First of all, you are certainly right to wonder why this process shouldn't be allowed. As I've mentioned in a different context, a useful way to think about many physical processes, attributed to Gell-Mann, is that "everything not forbidden is mandatory." So, when the internal atomic transition + photon shift can be accomplished in a way that conserves energy, and angular and linear momentum (and also obeys some other selection rules such as those involving parity), we should expect that it is possible. And it is!

As mentioned, these processes are normally called "Raman scattering," and are an important tool in materials science for the study of vibrational levels of materials. However, to directly address the question of charles boyant, the idea of a Raman transition is more general than this. For example, in atomic physics, Raman transitions (in a slightly different form known as stimulated Raman) are often used to go between two spin states of an atom. In this case, the polarization of the photon must change along with its energy so that all conservation laws are obeyed.

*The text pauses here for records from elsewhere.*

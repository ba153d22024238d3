//! Type specifiers and declarators (spec §4.C "Grammar (subset)"):
//! `typedef`/`struct`/`enum` at translation-unit scope, and the
//! pointer-star / array-bracket declarator grammar shared by variable
//! declarations, parameters, and struct fields.

use shecc_ir::{BaseKind, CompileError, Field, Keyword, Punct, Result, Symbol, Type, TypeId};

use crate::Parser;

/// The three built-in scalar types, registered once before parsing
/// begins so every later lookup of `void`/`int`/`char` hits the table.
#[derive(Clone, Copy)]
pub struct BaseTypes {
    pub void: TypeId,
    pub int: TypeId,
    pub char: TypeId,
}

pub fn register_base_types(ctx: &mut shecc_ir::Context) -> BaseTypes {
    let void_name = ctx.intern("void");
    let int_name = ctx.intern("int");
    let char_name = ctx.intern("char");
    let void = ctx.types.insert(Type::scalar(void_name, BaseKind::Void, 0));
    let int = ctx.types.insert(Type::scalar(int_name, BaseKind::Int, 4));
    let char = ctx.types.insert(Type::scalar(char_name, BaseKind::Char, 1));
    BaseTypes { void, int, char }
}

#[derive(Clone)]
pub struct Declarator {
    pub name: Symbol,
    pub ptr_depth: u8,
    pub array_size: i32,
}

impl<'a, 'b> Parser<'a, 'b> {
    /// Parses a type specifier (`void`, `int`, `char`, a typedef name,
    /// or `struct IDENT [{ fields }]`). Returns `None` if the current
    /// token cannot start one, so callers can distinguish "no type
    /// here" from a genuine error.
    pub(crate) fn try_parse_type_specifier(&mut self) -> Result<Option<TypeId>> {
        if self.cursor.accept_keyword(Keyword::Void) {
            return Ok(Some(self.base_types.void));
        }
        if self.cursor.accept_keyword(Keyword::Int) {
            return Ok(Some(self.base_types.int));
        }
        if self.cursor.accept_keyword(Keyword::Char) {
            return Ok(Some(self.base_types.char));
        }
        if self.cursor.accept_keyword(Keyword::Const) {
            // `const` is recognized but unsupported (Open Question
            // resolution in SPEC_FULL.md): a `const`-qualified
            // declaration is rejected outright rather than silently
            // accepted and ignored.
            return Err(CompileError::UnsupportedConstruct {
                what: "const-qualified declaration",
                loc: self.cursor.loc(),
            });
        }
        if self.cursor.accept_keyword(Keyword::Union) {
            return Err(CompileError::UnsupportedConstruct {
                what: "union",
                loc: self.cursor.loc(),
            });
        }
        if self.cursor.accept_keyword(Keyword::Struct) {
            return self.parse_struct_specifier().map(Some);
        }
        if self.cursor.accept_keyword(Keyword::Enum) {
            return self.parse_enum_specifier().map(Some);
        }
        if let Some(sym) = self.cursor.peek_identifier() {
            if let Some(ty) = self.ctx.types.lookup(sym) {
                self.cursor.bump();
                return Ok(Some(ty));
            }
        }
        Ok(None)
    }

    fn parse_struct_specifier(&mut self) -> Result<TypeId> {
        let name = self.cursor.expect_identifier()?;
        if self.cursor.accept_punct(Punct::LBrace) {
            let (fields, size) = self.parse_field_list()?;
            self.cursor.expect_punct(Punct::RBrace)?;
            let existing = self.ctx.types.lookup(name);
            if let Some(id) = existing {
                if self.ctx.types.get(id).published {
                    return Err(CompileError::Redeclaration {
                        name: self.ctx.interner.resolve(name).to_string(),
                        loc: self.cursor.loc(),
                    });
                }
                self.ctx.types.get_mut(id).publish_struct(fields, size);
                return Ok(id);
            }
            let mut ty = Type::forward_struct(name);
            ty.publish_struct(fields, size);
            return Ok(self.ctx.types.insert(ty));
        }
        // Plain `struct IDENT` reference: look it up, or register an
        // (as-yet-unpublished) forward declaration.
        if let Some(id) = self.ctx.types.lookup(name) {
            return Ok(id);
        }
        Ok(self.ctx.types.insert(Type::forward_struct(name)))
    }

    fn parse_field_list(&mut self) -> Result<(Vec<Field>, i32)> {
        let mut fields = Vec::new();
        let mut offset = 0;
        while !self.cursor.at_punct(Punct::RBrace) {
            let ty = self
                .try_parse_type_specifier()?
                .ok_or_else(|| self.cursor.unexpected())?;
            loop {
                let decl = self.parse_declarator()?;
                let size = if decl.ptr_depth > 0 {
                    4
                } else if decl.array_size > 0 {
                    decl.array_size * self.ctx.types.get(ty).size
                } else {
                    self.ctx.types.get(ty).size
                };
                fields.push(Field {
                    type_name: self.ctx.types.get(ty).name,
                    var_name: decl.name,
                    ptr_depth: decl.ptr_depth,
                    is_func: false,
                    array_size: decl.array_size,
                    offset,
                });
                offset += shecc_ir::align4(size);
                if !self.cursor.accept_punct(Punct::Comma) {
                    break;
                }
            }
            self.cursor.expect_punct(Punct::Semi)?;
        }
        Ok((fields, offset))
    }

    fn parse_enum_specifier(&mut self) -> Result<TypeId> {
        // Anonymous `enum { A, B = 3, C }`: each member becomes a
        // process-wide compile-time integer constant; the enum itself
        // reuses the `int` type id, matching the subset's "enum is an
        // int" rule.
        self.cursor.expect_punct(Punct::LBrace)?;
        let mut next = 0i32;
        while !self.cursor.at_punct(Punct::RBrace) {
            let name = self.cursor.expect_identifier()?;
            let value = if self.cursor.accept_punct(Punct::Eq) {
                self.parse_const_expr()?
            } else {
                next
            };
            self.enum_constants.insert(name, value);
            next = value + 1;
            if !self.cursor.accept_punct(Punct::Comma) {
                break;
            }
        }
        self.cursor.expect_punct(Punct::RBrace)?;
        Ok(self.base_types.int)
    }

    /// `typedef` <type-specifier> <declarator> `;` — the declared name
    /// becomes usable as a type specifier from here on. The teacher's
    /// subset flattens a typedef to a clone of its target type rather
    /// than an indirection, since a struct's layout never changes after
    /// publication.
    pub(crate) fn parse_typedef(&mut self) -> Result<()> {
        let ty = self
            .try_parse_type_specifier()?
            .ok_or_else(|| self.cursor.unexpected())?;
        let decl = self.parse_declarator()?;
        // `ptr_depth`/`array_size` on a typedef'd declarator describe the
        // aliased type's own shape (`typedef int *IntPtr`); that shape
        // is recorded on each `Variable`/`Field` that uses the typedef
        // name, not on the `Type` entry itself, so a plain clone under
        // the new name is enough regardless of declarator shape.
        let mut cloned = self.ctx.types.get(ty).clone();
        cloned.name = decl.name;
        self.typedef_shapes.insert(decl.name, (decl.ptr_depth, decl.array_size));
        self.ctx.types.insert(cloned);
        self.cursor.expect_punct(Punct::Semi)?;
        Ok(())
    }

    /// Combine a declarator's own pointer-stars/array-brackets with
    /// whatever shape its type name already carries (relevant only when
    /// that name came from a `typedef` to a pointer or array type).
    pub(crate) fn effective_shape(&self, ty: TypeId, decl: &Declarator) -> (u8, i32) {
        let type_name = self.ctx.types.get(ty).name;
        let (base_ptr, base_arr) = self.typedef_shapes.get(&type_name).copied().unwrap_or((0, 0));
        let ptr_depth = decl.ptr_depth + base_ptr;
        let array_size = if decl.array_size != 0 { decl.array_size } else { base_arr };
        (ptr_depth, array_size)
    }

    /// `*` `*`... IDENT (`[` [const-expr] `]`)?
    pub(crate) fn parse_declarator(&mut self) -> Result<Declarator> {
        let mut ptr_depth = 0u8;
        while self.cursor.accept_punct(Punct::Star) {
            ptr_depth += 1;
        }
        let name = self.cursor.expect_identifier()?;
        let mut array_size = 0i32;
        if self.cursor.accept_punct(Punct::LBracket) {
            if !self.cursor.at_punct(Punct::RBracket) {
                array_size = self.parse_const_expr()?;
            }
            self.cursor.expect_punct(Punct::RBracket)?;
        }
        Ok(Declarator {
            name,
            ptr_depth,
            array_size,
        })
    }
}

Okay, so if this can happen why did you learn that atoms can only absorb light at certain frequencies that correspond to atomic transitions? There were probably two motives behind this simplification:

  1. Although Raman processes are allowed, they generally occur with very low probability compared to absorption near a resonance, and also compared to scattering of photons without a change in photon energy. So in many cases they only have a very small impact on the overall atom-light interaction.

  2. Because the photon never fully disappears, Raman scattering (as the name suggests) is normally thought of as an inelastic scattering process, instead of as a "partial absorption."

This way of distinguishing between absorption and inelastic scattering is particularly useful when comparing Raman processes to processes where the light is on resonance with an atomic transition. This would be the case, for example, in which the light is resonant with the 1->E transition, and the atoms can then decay both to states 1 and 2. This has a similar result to the Raman process, in the sense that photons of one energy come in and photons with a shifted energy corresponding to the difference between atomic levels come out. However, since the absorption is a resonant process, the transition strength, wavelength dependence, and actual atomic state during the process is different in these two cases.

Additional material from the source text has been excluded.